Amazon S3 Silent Data Corruption
By gbrunett-Oracle on Jan 28, 2009
While catching up on my reading, I came across an interesting article focused on the Amazon's Simple Storage Service (S3). The author points to a number of complaints where Amazon S3 customers had experienced silent data corruption. The author recommends calculating MD5 digital fingerprints of files before posting them to S3 and validating those fingerprints after later retrieving them from the service. More recently, Amazon has posted a best practices document for using S3 that includes:
Amazon S3’s REST PUT operation provides the ability to specify an MD5 checksum (http://en.wikipedia.org/wiki/Checksum) for the data being sent to S3. When the request arrives at S3, an MD5 checksum will be recalculated for the object data received and compared to the provided MD5 checksum. If there’s a mismatch, the PUT will be failed, preventing data that was corrupted on the wire from being written into S3. At that point, you can retry the PUT.All in all - good advice, but it strikes me as unnecessarily "left as an exercise to the reader". Just as ZFS has revolutionized end-to-end data integrity within a single system, why can't we have similar protections at the Cloud level? While certainly it would help if Amazon was using ZFS on Amber Road as their storage back-end, even this would be insufficient...
MD5 checksums are also returned in the response to REST GET requests and may be used client-side to ensure that the data returned by the GET wasn’t corrupted in transit. If you need to ensure that values returned by a GET request are byte-for-byte what was stored in the service, calculate the returned value’s MD5 checksum and compare it to the checksum returned along with the value by the service.

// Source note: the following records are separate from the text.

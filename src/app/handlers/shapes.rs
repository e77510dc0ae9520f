//! Handler für Face-Befehle.

use crate::app::use_cases;
use crate::app::AppState;

/// Schließt die offene Face.
pub fn close(state: &mut AppState) {
    use_cases::shapes::close_shape(state);
}

/// Beginnt eine neue Face.
pub fn new_shape(state: &mut AppState) {
    use_cases::shapes::new_shape(state);
}

/// Löscht den aktiven Punkt bzw. die aktive Face.
pub fn delete_active(state: &mut AppState) {
    let faces_before = state.face_count();
    use_cases::shapes::delete_active(state);
    if state.face_count() < faces_before {
        log::info!("{} Faces verbleibend", state.face_count());
    }
}

/// Verwirft alle Faces.
pub fn reset(state: &mut AppState) {
    use_cases::shapes::reset(state);
}
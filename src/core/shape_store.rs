//! Der Shape-Store: geordnete Liste aller Faces.
//!
//! Invariante: höchstens eine Face ist offen, und wenn, dann die letzte
//! (die "in Arbeit" befindliche Face, an die neue Punkte angehängt werden).

use super::Face;
use glam::Vec2;
use thiserror::Error;

/// Fehler bei indexbasierten Store-Operationen.
#[derive(Debug, Clone, PartialEq, Eq, Error)]
pub enum ShapeError {
    #[error("Face-Index {index} außerhalb des Bereichs (Anzahl Faces: {len})")]
    FaceIndexOutOfRange { index: usize, len: usize },
    #[error("Punkt-Index {index} in Face {face} außerhalb des Bereichs (Anzahl Punkte: {len})")]
    PointIndexOutOfRange { face: usize, index: usize, len: usize },
    #[error("Kante {index} existiert in Face {face} nicht (Anzahl Punkte: {len})")]
    EdgeIndexOutOfRange { face: usize, index: usize, len: usize },
}

/// Container für alle Faces in Einfügereihenfolge.
#[derive(Debug, Clone, Default, PartialEq)]
pub struct ShapeStore {
    faces: Vec<Face>,
}

impl ShapeStore {
    /// Erstellt einen leeren Store.
    pub fn new() -> Self {
        Self::default()
    }

    /// Alle Faces in Store-Reihenfolge
    pub fn faces(&self) -> &[Face] {
        &self.faces
    }

    pub fn face(&self, index: usize) -> Option<&Face> {
        self.faces.get(index)
    }

    /// Anzahl der Faces
    pub fn len(&self) -> usize {
        self.faces.len()
    }

    pub fn is_empty(&self) -> bool {
        self.faces.is_empty()
    }

    /// Gesamtzahl aller Punkte über alle Faces.
    pub fn point_count(&self) -> usize {
        self.faces.iter().map(Face::len).sum()
    }

    /// `true`, wenn die letzte Face offen ist (Erstellungsmodus).
    pub fn is_appending(&self) -> bool {
        self.faces.last().is_some_and(|face| !face.closed)
    }

    /// Beginnt eine neue offene Face und macht sie zum Anhänge-Ziel.
    ///
    /// Eine bereits offene Face wird vorher geschlossen. Ist sie noch leer,
    /// wird sie direkt weiterverwendet.
    pub fn begin_new_face(&mut self) -> usize {
        if let Some(last) = self.faces.last() {
            if !last.closed && last.is_empty() {
                return self.faces.len() - 1;
            }
        }

        self.close_last_face();
        self.faces.push(Face::new());
        let index = self.faces.len() - 1;
        log::info!("Neue Face {} begonnen", index);
        index
    }

    /// Hängt einen Punkt an die offene Face an. Ohne offene Face wirkungslos.
    pub fn append_point(&mut self, point: Vec2) -> bool {
        match self.faces.last_mut() {
            Some(face) if !face.closed => {
                face.points.push(point);
                true
            }
            _ => {
                log::debug!("Punkt ({}, {}) verworfen: keine offene Face", point.x, point.y);
                false
            }
        }
    }

    /// Schließt die offene Face und liefert ihren Index.
    ///
    /// Eine leere offene Face wird verworfen statt geschlossen.
    pub fn close_last_face(&mut self) -> Option<usize> {
        let last = self.faces.last_mut().filter(|face| !face.closed)?;

        if last.is_empty() {
            self.faces.pop();
            log::debug!("Leere offene Face verworfen");
            return None;
        }

        last.closed = true;
        let index = self.faces.len() - 1;
        log::info!("Face {} geschlossen ({} Punkte)", index, self.faces[index].len());
        Some(index)
    }

    /// Fügt `point` an Position `edge` ein, also zwischen Start- und Endpunkt der Kante.
    pub fn insert_point_before_edge(
        &mut self,
        face_index: usize,
        edge: usize,
        point: Vec2,
    ) -> Result<(), ShapeError> {
        let face = self.face_mut(face_index)?;
        if !face.has_edge(edge) {
            return Err(ShapeError::EdgeIndexOutOfRange {
                face: face_index,
                index: edge,
                len: face.len(),
            });
        }

        face.points.insert(edge, point);
        log::info!("Punkt in Face {} an Position {} eingefügt", face_index, edge);
        Ok(())
    }

    /// Entfernt einen Punkt und liefert seine Position.
    pub fn delete_point(&mut self, face_index: usize, vert: usize) -> Result<Vec2, ShapeError> {
        let face = self.face_mut(face_index)?;
        check_point(face, face_index, vert)?;

        let removed = face.points.remove(vert);
        log::info!("Punkt {} aus Face {} gelöscht", vert, face_index);
        Ok(removed)
    }

    /// Entfernt eine Face vollständig.
    pub fn delete_face(&mut self, face_index: usize) -> Result<Face, ShapeError> {
        self.face_mut(face_index)?;
        let removed = self.faces.remove(face_index);
        log::info!("Face {} gelöscht", face_index);
        Ok(removed)
    }

    /// Verschiebt alle Punkte einer Face um `delta`.
    pub fn move_face_points(&mut self, face_index: usize, delta: Vec2) -> Result<(), ShapeError> {
        self.face_mut(face_index)?.translate(delta);
        Ok(())
    }

    /// Überschreibt die Position eines einzelnen Punkts.
    pub fn move_point(
        &mut self,
        face_index: usize,
        vert: usize,
        position: Vec2,
    ) -> Result<(), ShapeError> {
        let face = self.face_mut(face_index)?;
        check_point(face, face_index, vert)?;
        face.points[vert] = position;
        Ok(())
    }

    /// Position eines Punkts.
    pub fn point(&self, face_index: usize, vert: usize) -> Result<Vec2, ShapeError> {
        let face = self.faces.get(face_index).ok_or(ShapeError::FaceIndexOutOfRange {
            index: face_index,
            len: self.faces.len(),
        })?;
        check_point(face, face_index, vert)?;
        Ok(face.points[vert])
    }

    /// Entfernt alle Faces.
    pub fn clear(&mut self) {
        self.faces.clear();
    }

    fn face_mut(&mut self, face_index: usize) -> Result<&mut Face, ShapeError> {
        let len = self.faces.len();
        self.faces
            .get_mut(face_index)
            .ok_or(ShapeError::FaceIndexOutOfRange {
                index: face_index,
                len,
            })
    }
}

fn check_point(face: &Face, face_index: usize, vert: usize) -> Result<(), ShapeError> {
    if vert < face.len() {
        Ok(())
    } else {
        Err(ShapeError::PointIndexOutOfRange {
            face: face_index,
            index: vert,
            len: face.len(),
        })
    }
}
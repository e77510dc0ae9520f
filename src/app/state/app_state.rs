use crate::app::CommandLog;
use crate::core::{geometry, ShapeStore};
use crate::shared::EditorOptions;
use glam::Vec2;
use std::sync::Arc;

use super::{EditorState, SelectionState};

/// Hauptzustand der Engine
pub struct AppState {
    /// Alle Faces (Arc für O(1)-Snapshot in der RenderScene, Mutation per CoW)
    pub shapes: Arc<ShapeStore>,
    /// Hover und aktive Auswahl
    pub selection: SelectionState,
    /// Drag-, Cursor- und Snap-Zustand
    pub editor: EditorState,
    /// Verlauf ausgeführter Commands
    pub command_log: CommandLog,
    /// Laufzeit-Optionen (Radien, Raster)
    pub options: EditorOptions,
}

impl AppState {
    /// Erstellt einen neuen, leeren App-State mit Standard-Optionen
    pub fn new() -> Self {
        Self::with_options(EditorOptions::default())
    }

    /// Erstellt einen leeren App-State mit gegebenen Optionen
    pub fn with_options(options: EditorOptions) -> Self {
        Self {
            shapes: Arc::new(ShapeStore::new()),
            selection: SelectionState::new(),
            editor: EditorState::new(options.snap_to_grid),
            command_log: CommandLog::new(),
            options,
        }
    }

    /// Mutable Sicht auf den Store (CoW: klont nur, wenn ein Snapshot ihn noch hält).
    #[inline]
    pub fn shapes_mut(&mut self) -> &mut ShapeStore {
        Arc::make_mut(&mut self.shapes)
    }

    /// Gibt die Anzahl der Faces zurück
    pub fn face_count(&self) -> usize {
        self.shapes.len()
    }

    /// `true`, solange eine offene Face Punkte aufnimmt.
    pub fn is_appending(&self) -> bool {
        self.shapes.is_appending()
    }

    /// Rastet einen Punkt gemäß aktuellem Snap-Schalter ein.
    pub fn snap(&self, point: Vec2) -> Vec2 {
        geometry::snap_to_grid(point, self.options.grid_cell_size, self.editor.snap_to_grid)
    }
}

impl Default for AppState {
    fn default() -> Self {
        Self::new()
    }
}
//! Face: geordnete Punktfolge mit Offen/Geschlossen-Flag.

use glam::Vec2;

/// Ein Polygon (geschlossen) oder Polylinienzug (offen) auf der Editier-Ebene.
///
/// Aufeinanderfolgende Punkte bilden die Kanten; bei geschlossenen Faces kommt die
/// Schlusskante (letzter → erster Punkt) als Kante `0` hinzu.
#[derive(Debug, Clone, Default, PartialEq)]
pub struct Face {
    /// Punkte in Einfügereihenfolge
    pub points: Vec<Vec2>,
    /// Geschlossen = Polygon mit Schlusskante
    pub closed: bool,
}

impl Face {
    /// Erstellt eine leere, offene Face (Ziel für neue Punkte).
    pub fn new() -> Self {
        Self::default()
    }

    /// Erstellt eine Face aus vorhandenen Punkten.
    pub fn from_points(points: Vec<Vec2>, closed: bool) -> Self {
        Self { points, closed }
    }

    /// Anzahl der Punkte
    pub fn len(&self) -> usize {
        self.points.len()
    }

    /// Gibt `true` zurück, wenn die Face keine Punkte hat.
    pub fn is_empty(&self) -> bool {
        self.points.is_empty()
    }

    /// Prüft ob ein Kanten-Index in dieser Face existiert.
    ///
    /// Offene Faces haben keine Schlusskante, Kante `0` ist dort ungültig.
    pub fn has_edge(&self, edge: usize) -> bool {
        let n = self.points.len();
        if n < 2 || edge >= n {
            return false;
        }
        edge != 0 || self.closed
    }

    /// Punkt-Indizes `(start, ende)` der Kante `edge`.
    pub fn edge_endpoints(&self, edge: usize) -> Option<(usize, usize)> {
        if !self.has_edge(edge) {
            return None;
        }
        let n = self.points.len();
        Some(((edge + n - 1) % n, edge))
    }

    /// Verschiebt alle Punkte um `delta`.
    pub fn translate(&mut self, delta: Vec2) {
        for point in &mut self.points {
            *point += delta;
        }
    }
}

#[cfg(test)]
mod tests {
    use super::*;

    fn triangle(closed: bool) -> Face {
        Face::from_points(
            vec![
                Vec2::new(0.0, 0.0),
                Vec2::new(10.0, 0.0),
                Vec2::new(0.0, 10.0),
            ],
            closed,
        )
    }

    #[test]
    fn edge_zero_is_closing_edge() {
        let face = triangle(true);
        assert_eq!(face.edge_endpoints(0), Some((2, 0)));
        assert_eq!(face.edge_endpoints(1), Some((0, 1)));
        assert_eq!(face.edge_endpoints(2), Some((1, 2)));
        assert_eq!(face.edge_endpoints(3), None);
    }

    #[test]
    fn open_face_has_no_closing_edge() {
        let face = triangle(false);
        assert!(!face.has_edge(0));
        assert!(face.has_edge(1));
        assert!(face.has_edge(2));
    }

    #[test]
    fn translate_moves_every_point() {
        let mut face = triangle(true);
        face.translate(Vec2::new(5.0, -5.0));
        assert_eq!(
            face.points,
            vec![
                Vec2::new(5.0, -5.0),
                Vec2::new(15.0, -5.0),
                Vec2::new(5.0, 5.0)
            ]
        );
    }
}
//! Core-Domänentypen: Faces, Shape-Store, Focus und Geometrie-Abfragen.

pub mod face;
pub mod focus;
/// Zustandslose Hit-Tests und Grid-Snapping
pub mod geometry;
pub mod shape_store;

pub use face::Face;
pub use focus::Focus;
pub use geometry::EdgeMatch;
pub use shape_store::{ShapeError, ShapeStore};
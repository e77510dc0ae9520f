//! Handler für Selektions-Operationen.

use crate::app::use_cases;
use crate::app::AppState;

/// Schaltet die aktive Face weiter.
pub fn cycle(state: &mut AppState) {
    use_cases::selection::cycle_selection(state);
}

/// Hebt die aktuelle Selektion auf.
pub fn clear(state: &mut AppState) {
    use_cases::selection::clear_selection(state);
}
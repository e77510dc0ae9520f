//! Render-Szene als expliziter Übergabevertrag zwischen Engine und Renderer.
//!
//! Lebt im shared-Modul, da `app` sie baut und ein externer Renderer sie konsumiert.

use crate::core::{Focus, ShapeStore};
use glam::Vec2;
use std::sync::Arc;

/// Read-only Daten für einen Render-Frame.
#[derive(Debug, Clone)]
pub struct RenderScene {
    /// Alle Faces (Arc für O(1)-Clone pro Frame)
    pub shapes: Arc<ShapeStore>,
    /// Aktive Auswahl (bereits gegen den Store validiert)
    pub active: Focus,
    /// Hover-Ziel unter dem Cursor (bereits gegen den Store validiert)
    pub hover: Focus,
    /// Letzte Face ist offen und nimmt neue Punkte auf
    pub appending: bool,
    /// Vorschau-Punkt für das Einfügen auf einer Kante
    pub insert_preview: Option<Vec2>,
    /// Letzte bekannte Cursor-Position auf der Ebene
    pub cursor: Option<Vec2>,
    /// Grid-Snapping aktiv
    pub snap_to_grid: bool,
    /// Zellgröße des Rasters
    pub grid_cell_size: Vec2,
}

impl RenderScene {
    /// Gibt zurück, ob überhaupt Faces vorhanden sind.
    pub fn has_shapes(&self) -> bool {
        !self.shapes.is_empty()
    }
}
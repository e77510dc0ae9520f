//! Use-Case: aktiven Punkt bzw. aktive Face löschen.

use crate::core::Face;
use crate::AppState;

/// Löscht den aktiven Punkt oder, ohne aktiven Punkt, die aktive Face.
///
/// Nach dem Löschen einer Face wandert die Auswahl (und der Hover) auf den
/// vorherigen Index; bei Face 0 bleibt nichts ausgewählt.
pub fn delete_active(state: &mut AppState) {
    let active = state.selection.active;
    let Some(face) = active.face() else {
        log::debug!("Löschen ignoriert: keine aktive Auswahl");
        return;
    };

    if let Some(vert) = active.vert() {
        delete_vertex(state, face, vert);
        return;
    }

    match state.shapes_mut().delete_face(face) {
        Ok(_) => {
            let retarget = face.checked_sub(1);
            state.selection.active.set_face_opt(retarget);
            state.selection.hover.set_face_opt(retarget);
            state.editor.edge_target = None;
        }
        Err(e) => {
            log::warn!("Face konnte nicht gelöscht werden: {}", e);
            state.selection.sanitize(&state.shapes);
        }
    }
}

fn delete_vertex(state: &mut AppState, face: usize, vert: usize) {
    if let Err(e) = state.shapes_mut().delete_point(face, vert) {
        log::warn!("Punkt konnte nicht gelöscht werden: {}", e);
        state.selection.sanitize(&state.shapes);
        return;
    }

    state.selection.active.clear_vert_edge();
    state.selection.hover.clear();
    state.editor.edge_target = None;

    // Eine Face ohne Punkte hat keinen Bestand
    if state.shapes.face(face).is_some_and(Face::is_empty) {
        if let Err(e) = state.shapes_mut().delete_face(face) {
            log::warn!("Leere Face konnte nicht entfernt werden: {}", e);
        }
        state.selection.active.clear();
    }
}
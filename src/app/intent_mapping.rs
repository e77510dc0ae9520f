//! Mapping von Eingabe-Intents auf mutierende App-Commands.

use super::{AppCommand, AppIntent, AppState};

/// Übersetzt einen `AppIntent` in eine Sequenz ausführbarer `AppCommand`s.
///
/// Ungültige Befehle (z.B. Löschen ohne aktive Auswahl) ergeben eine leere Sequenz.
pub fn map_intent_to_commands(state: &AppState, intent: AppIntent) -> Vec<AppCommand> {
    match intent {
        AppIntent::PointerMoved { plane_pos } => vec![AppCommand::UpdateHover { plane_pos }],
        // Hover vor der Selektion frisch berechnen, damit kein veraltetes Ziel greift
        AppIntent::PointerPressed { plane_pos } => vec![
            AppCommand::UpdateHover { plane_pos },
            AppCommand::SelectHovered { plane_pos },
        ],
        AppIntent::PointerDragged { plane_pos } => vec![AppCommand::DragActive { plane_pos }],
        AppIntent::PointerReleased { plane_pos } => map_release(state, plane_pos),
        AppIntent::CloseShapeRequested => {
            if state.is_appending() {
                vec![AppCommand::CloseShape]
            } else {
                Vec::new()
            }
        }
        AppIntent::NewShapeRequested => vec![AppCommand::NewShape],
        AppIntent::DeleteRequested => {
            if state.selection.active.has_face() {
                vec![AppCommand::DeleteActive]
            } else {
                Vec::new()
            }
        }
        AppIntent::CycleSelectionRequested => {
            if state.shapes.is_empty() {
                Vec::new()
            } else {
                vec![AppCommand::CycleSelection]
            }
        }
        AppIntent::ToggleGridSnapRequested => vec![AppCommand::ToggleGridSnap],
        AppIntent::ResetRequested => vec![AppCommand::Reset],
        AppIntent::ClearSelectionRequested => vec![AppCommand::ClearSelection],
        AppIntent::OptionsChanged { options } => vec![AppCommand::ApplyOptions { options }],
        AppIntent::ResetOptionsRequested => vec![AppCommand::ResetOptions],
    }
}

/// Loslassen: Drag beenden > Punkt anhängen > Kante teilen > Leerklick deselektiert.
fn map_release(state: &AppState, plane_pos: glam::Vec2) -> Vec<AppCommand> {
    let hover = &state.selection.hover;

    if state.editor.dragging {
        vec![AppCommand::EndDrag]
    } else if state.is_appending() {
        vec![AppCommand::AppendPoint { plane_pos }]
    } else if hover.has_edge() {
        vec![AppCommand::SplitHoveredEdge]
    } else if !hover.has_face() {
        vec![AppCommand::ClearActive]
    } else {
        Vec::new()
    }
}
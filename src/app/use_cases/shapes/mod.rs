//! Use-Cases für Erstellen, Schließen, Löschen und Zurücksetzen von Faces.

mod delete;
mod lifecycle;

pub use delete::delete_active;
pub use lifecycle::{close_shape, new_shape, reset};
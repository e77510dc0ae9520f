use crate::core::{Focus, ShapeStore};

/// Auswahlbezogener Anwendungszustand
#[derive(Debug, Clone, Copy, Default, PartialEq, Eq)]
pub struct SelectionState {
    /// Ziel unter dem Cursor, wird bei jeder Mausbewegung neu berechnet
    pub hover: Focus,
    /// Aktive Auswahl, ändert sich nur durch explizite Selektion
    pub active: Focus,
}

impl SelectionState {
    /// Erstellt einen leeren Selektionszustand.
    pub fn new() -> Self {
        Self::default()
    }

    /// Verwirft Hover und aktive Auswahl.
    pub fn clear(&mut self) {
        self.hover.clear();
        self.active.clear();
    }

    /// Normalisiert veraltete Indizes beider Focus-Werte gegen den aktuellen Store.
    pub fn sanitize(&mut self, store: &ShapeStore) {
        if self.active.sanitize(store) {
            log::warn!("Veralteter Index in aktiver Auswahl verworfen");
        }
        if self.hover.sanitize(store) {
            log::debug!("Veralteter Index im Hover verworfen");
        }
    }
}
//! Use-Cases beim Loslassen der Maustaste (ohne vorangegangenen Drag).

use crate::AppState;

/// Hängt den (eingerasteten) Punkt an die offene Face an.
pub fn append_point(state: &mut AppState, plane_pos: glam::Vec2) {
    state.editor.cursor = Some(plane_pos);
    let point = state.snap(plane_pos);
    if state.shapes_mut().append_point(point) {
        log::debug!("Punkt ({}, {}) angehängt", point.x, point.y);
    }
}

/// Teilt die gehoverte Kante am zwischengespeicherten Zielpunkt.
///
/// Der neue Punkt wird sofort aktiv, damit er ohne zweiten Klick gezogen werden kann.
pub fn split_hovered_edge(state: &mut AppState) {
    let hover = state.selection.hover;
    let (Some(face), Some(edge)) = (hover.face(), hover.edge()) else {
        return;
    };
    let Some(target) = state.editor.edge_target.take() else {
        log::debug!("Kante {} ohne Zielpunkt, nichts eingefügt", edge);
        return;
    };

    // Eingerastetes Ziel auf einem Endpunkt: vorhandenen Punkt übernehmen statt duplizieren
    let existing = state
        .shapes
        .face(face)
        .and_then(|f| f.edge_endpoints(edge).map(|(start, end)| (f, start, end)))
        .and_then(|(f, start, end)| {
            [start, end]
                .into_iter()
                .find(|&vert| f.points.get(vert) == Some(&target))
        });
    if let Some(vert) = existing {
        log::debug!("Zielpunkt liegt auf Punkt {}, nichts eingefügt", vert);
        promote_vert(state, face, vert);
        return;
    }

    match state
        .shapes_mut()
        .insert_point_before_edge(face, edge, target)
    {
        Ok(()) => promote_vert(state, face, edge),
        Err(e) => {
            log::warn!("Kante konnte nicht geteilt werden: {}", e);
            state.selection.sanitize(&state.shapes);
        }
    }
}

fn promote_vert(state: &mut AppState, face: usize, vert: usize) {
    let selection = &mut state.selection;
    if selection.active.face() != Some(face) {
        selection.active.set_face(face);
    }
    selection.active.set_vert(vert);
    selection.hover.set_vert(vert);
}

/// Hebt die aktive Auswahl auf (Klick ins Leere).
pub fn clear_active(state: &mut AppState) {
    if state.selection.active.has_face() {
        log::debug!("Auswahl aufgehoben");
    }
    state.selection.active.clear();
}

Clearly, more is needed. For example, would it make sense to have an API layer be added that automates the calculation and validation of digital fingerprints? Most people don't think about silent data corruption and honestly they shouldn't have to! Integrity checks like these should be automated just as they are in ZFS and TCP/IP! As we move into 2009, we need to offer easy to use, approachable solutions to these problems, because if the future is in the clouds, it will revolve around the data.